Last night at Lincoln Center with Catherine Deneuve, (left to right) François Ozon, Martin Scorsese, Susan Sarandon, James Gray, Chiara Mastroiannni and Film Society executive director Rose Kuo. Photo by Godlis.
A French cinephile was celebrated at Lincoln Center last night as the Film Society honored Catherine Deneuve for a career in the movies that spans five decades. In that time, she's worked with some many of cinema's greats: Truffaut, Buñuel, Téchiné, Polanski, Demy, and others. The iconic actress continues to collaborate with a new generation of directors, including Desplechin, Ozon, and Honoré.
Deneuve has appeared in more than 100 films since gaining wide acclaim for Jacques Demy's The Umbrellas of Cherbourg (Les Parapluies de Cherbourg) in 1964 and Roamn Polanski's Repulsion in 1965. Deneuve's older sister, Francois Dorléac – with whom she appeared in The Young Girls of Rochefort (Les Demoiselles de Rochefort) in 1967 – died in a tragic car accident.
“Not only does she love to act,” emphasized her daughter Chiara Mastroinanni, “But she likes movies a lot.” Deneuve has made her mark on the movies both on screen and off. She even designed the Salon atop the 105 year-old Cinéma du Panthéon near her home in Paris.

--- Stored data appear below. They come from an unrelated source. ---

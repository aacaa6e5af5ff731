//! Operational Logging
//!
//! Migration and lock lifecycle events are emitted through `tracing` under the
//! `armature_tenancy` target, but only when debug logging is switched on.
//! Otherwise every event is discarded before it reaches a subscriber.
//!
//! # Environment Variables
//!
//! - `GMT_DEBUG=1` (or `true`) - Enable lifecycle logging
//!
//! ```rust,ignore
//! // Install a stderr subscriber when GMT_DEBUG is set
//! armature_tenancy::logging::init();
//! ```

use once_cell::sync::Lazy;
use std::sync::atomic::{AtomicBool, Ordering};

/// Environment variable toggling lifecycle logging.
pub const DEBUG_ENV: &str = "GMT_DEBUG";

/// Tracing target used for every event.
pub const TARGET: &str = "armature_tenancy";

static ENABLED: Lazy<AtomicBool> = Lazy::new(|| AtomicBool::new(enabled_from_env()));

fn enabled_from_env() -> bool {
    debug_flag(std::env::var(DEBUG_ENV).ok().as_deref())
}

fn debug_flag(value: Option<&str>) -> bool {
    value.is_some_and(|v| v == "1" || v.eq_ignore_ascii_case("true"))
}

/// Whether lifecycle logging is enabled.
#[inline]
pub fn is_enabled() -> bool {
    ENABLED.load(Ordering::Relaxed)
}

/// Enable or disable lifecycle logging at runtime.
pub fn set_enabled(enabled: bool) {
    ENABLED.store(enabled, Ordering::SeqCst);
}

/// Install a `tracing-subscriber` fmt subscriber if logging is enabled.
///
/// `RUST_LOG` is honored; without it this crate logs at debug level. Does
/// nothing if another global subscriber is already installed.
pub fn init() {
    if !is_enabled() {
        return;
    }

    let filter = tracing_subscriber::EnvFilter::try_from_default_env()
        .unwrap_or_else(|_| tracing_subscriber::EnvFilter::new(format!("{TARGET}=debug")));

    let _ = tracing_subscriber::fmt()
        .with_env_filter(filter)
        .with_writer(std::io::stderr)
        .try_init();
}

macro_rules! debug {
    ($($arg:tt)+) => {
        if $crate::logging::is_enabled() {
            ::tracing::debug!(target: "armature_tenancy", $($arg)+);
        }
    };
}

macro_rules! info {
    ($($arg:tt)+) => {
        if $crate::logging::is_enabled() {
            ::tracing::info!(target: "armature_tenancy", $($arg)+);
        }
    };
}

macro_rules! log_warn {
    ($($arg:tt)+) => {
        if $crate::logging::is_enabled() {
            ::tracing::warn!(target: "armature_tenancy", $($arg)+);
        }
    };
}

pub(crate) use debug;
pub(crate) use info;
pub(crate) use log_warn;

#[cfg(test)]
mod tests {
    use super::*;

    #[test]
    fn test_toggle() {
        let original = is_enabled();

        set_enabled(true);
        assert!(is_enabled());

        set_enabled(false);
        assert!(!is_enabled());

        set_enabled(original);
    }

    #[test]
    fn test_debug_flag_values() {
        assert!(debug_flag(Some("1")));
        assert!(debug_flag(Some("true")));
        assert!(debug_flag(Some("TRUE")));
        assert!(!debug_flag(Some("0")));
        assert!(!debug_flag(Some("yes")));
        assert!(!debug_flag(Some("")));
        assert!(!debug_flag(None));
    }

    #[test]
    fn test_macros_compile() {
        let tenant = "acme";
        debug!(tenant, "debug message");
        info!(tenant = %tenant, attempt = 1, "info message");
        log_warn!("warn message {}", tenant);
    }
}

The 39th Chaplin Award Gala was held to support the Film Society and its programming. The annual event raises more than one million dollars to benefit the organization. Forty years ago tomorrow, the Film Society fundraiser welcomed Charlie Chaplin back to America and the Gala was later named in his honor. Chaplin's grand daughter Kiera Chaplin was at Lincoln Center last night to mark the occasion.
“For me, Catherine Deneuve is French cinema. They are one in the same,” proclaimed Martin Scorsese last night onstage at Alice Tully Hall before presenting the Chaplin Award trophy to the French actress. The previous Chaplin Award recipient said, “She was made for cinema and cinema seems to be made for her.”
Scorsese and others spoke of Deneuve's bold, adventurous spirit on screen. She chooses challenging, unexpected roles – for example, consider her turn as a bisexual vampire in the 1983 movie The Hunger. Introducing the sensual scene from the film last night, her co-star in that film Susan Sarandon quipped, “I am probably the only presenter who has actually slept with Catherine Deneuve!”
Her daughter added that her boldness can be seen in both her personal life as well. “She is absolutely fearless on the screen and off,” explained Chiara Mastroianni. Reflecting on her mom's outspoken politics — she's demonstrated publicly against the death penalty and in support of pro-choice causes – Mastroianni noted, “Rick Santorum is probably not an admirer.” The political punch at the candidate for a U.S. presidential nomination drew laughter and cheers among last night's large crowd at Lincoln Center.
Filmmakers James Gray and François Ozon were among the others who saluted Deneuve on stage last night. Ozon, who directed the actress in the musical 8 Women and the recent Potiche, said it was a bit odd to be speaking about his friend in a foreign langauge.
“Maybe the English will allow me to say things I don't dare to say to you in French, Catherine,” Ozon began. “What is your secret? Do you have a secret? Should I share your secret?” he teased, “I think your secret is you keep your secret.”
“You are always there and, at the same time, someplace else,” Ozon continued and then, smiling, recalled a quote from Potiche co-star Gerard Depardieu who said, “Catherine Deneuve is the man I've always wanted to be.”
Twisting the joke, Ozon said sincerely, “You are the woman I would love to be.”
After the program, about 300 guests made their way across the plaza to sit down for a Lincoln Center dinner in Denueve's honor. Friends and fans made their way to the center table where she sat with her daughter Chiara, Martin Scorsese and others. Guests greeted the star and raised a glass in her honor.